Andrew McCarthy, 60, is best known for being a member of the Brat Pack, that group of young actors — including Emilio Estevez, Demi Moore and Ally Sheedy — who starred in iconic 1980s coming-of-age hits such as Pretty in Pink and St. Elmo’s Fire. In addition to acting, McCarthy has moved on to directing and travel writing, and his latest book, Walking With Sam: A Father, a Son, and Five Hundred Miles Across Spain, details his five-week-long trek along Spain’s Camino de Santiago with his 19-year-old son. We spoke to McCarthy about the exhausting, epic journey, the benefits of aging, the TV shows he’s loving and more.
1. What was the most challenging aspect of your trip?
I’d say ultimately it was most challenging physically. There were moments near the end where I was just like, Oh my God, my body is done here. Although then the closer to the end it gets, the more emotionally satisfying it becomes. So you’re at a weird sort of juxtaposition of physically getting exhausted and emotionally becoming more elated.
2. How was it being with your teenager nonstop for that long?

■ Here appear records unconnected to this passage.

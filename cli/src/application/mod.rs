//! Application layer: port trait definitions and use-case orchestration.
//!
//! This module depends only on `crate::domain`: never on `crate::infra`,
//! `crate::commands`, or `crate::output`.

pub mod ports;
pub mod services;

pub use ports::{
    AppDeployer, AppManager, CommandRunner, ConfigStore, CredentialProbe, CredentialStore,
    ModalAccount, ProgressReporter, SourceFs,
};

We fought constantly. I was frustrated with him, he was irritated with me often, and yet we had great laughs, and I think we both got more respect for each other. I think he saw me as who I am as opposed to just his dad. And, consequently, we enjoyed each other more because we slipped out of that [father-son] dynamic. And on the last day, he said to me, “That was the only 10 out of 10 thing I’ve ever done in my life.”
3. As an avid traveler, what’s one essential you never leave home without?
I bring almond butter and rice crackers with me when I travel, because airplane food is so bad. And I’m like my kids: If I get too hungry, things just go south. I get hangry, which is a term I just learned.
4. What destination is at the top of your travel bucket list?
I was supposed to go to Antarctica twice and I've had to cancel both times at the last minute, so I would like to get there before it melts.
5. Are there any TV shows you’re currently watching?
I recently watched this show Slow Horses with Gary Oldman. I thought that was terrific. I like spy shows a lot. And I'm watching Shrinking right now — the one with Harrison Ford — which I’m really enjoying.
6. What are you reading these days?
I’ve been listening to audiobooks a lot. I started during the pandemic, and I really enjoy that when I’m driving and stuff. I recently finished this Ben Macintyre book called A Spy Among Friends about Kim Philby that I really liked. There’s a book called The Quiet Americans — not the Graham Greene book [The Quiet American]. This one [by Scott Anderson] is about the beginning of the CIA, which I thought was really fascinating and terrifying. So I got into this sort of nonfiction spy jag.
7. You’re working on a documentary about the Brat Pack. What has it been like reconnecting with your past costars?
I had so much more affection for everyone than I would have anticipated. You know, we were like these members of a club that we didn’t ask to join, and we’re the only ones who really know what that was like. And it was life-changing for all of us. So to go back and rekindle that with people who I hadn’t seen in 30-odd years — maybe just because we’re old and all the other nonsense is gone — was really lovely.
8. In the past, you’ve been reluctant about the whole idea of the Brat Pack.
When I wrote my  memoir, Brat, that was really me kind of coming to terms and sort of accepting that we are avatars for a generation of people in that moment of youth — that exciting, potential-filled moment in life. So when [people] come up and talk to me and other members of the Brat Pack about these movies, they’re really talking about their own youth. And I just represent that to them. It took me a long time to realize that it’s kind of a wonderful gift that I represent that to those people. Now it’s just this iconically warm and fuzzy phrase, whereas at the time that wasn’t the case. We all found it very stigmatizing and very limiting professionally.
9. You turned 60 last year. How was that?
I’ve never had trouble with any birthday, 40, 50 — I never blinked. And then 60, I did. I was, like, Whoa! It gave me pause, sure.
10. How are you different now than you were when you were younger?
I have less to prove. I don't give a sh-- what most people think anymore, whereas before, it was very important to me. I just don’t seem to care as much. But it’s not caring in a wonderful way. It’s more like it’s fine, it doesn’t matter. There’s great freedom in that.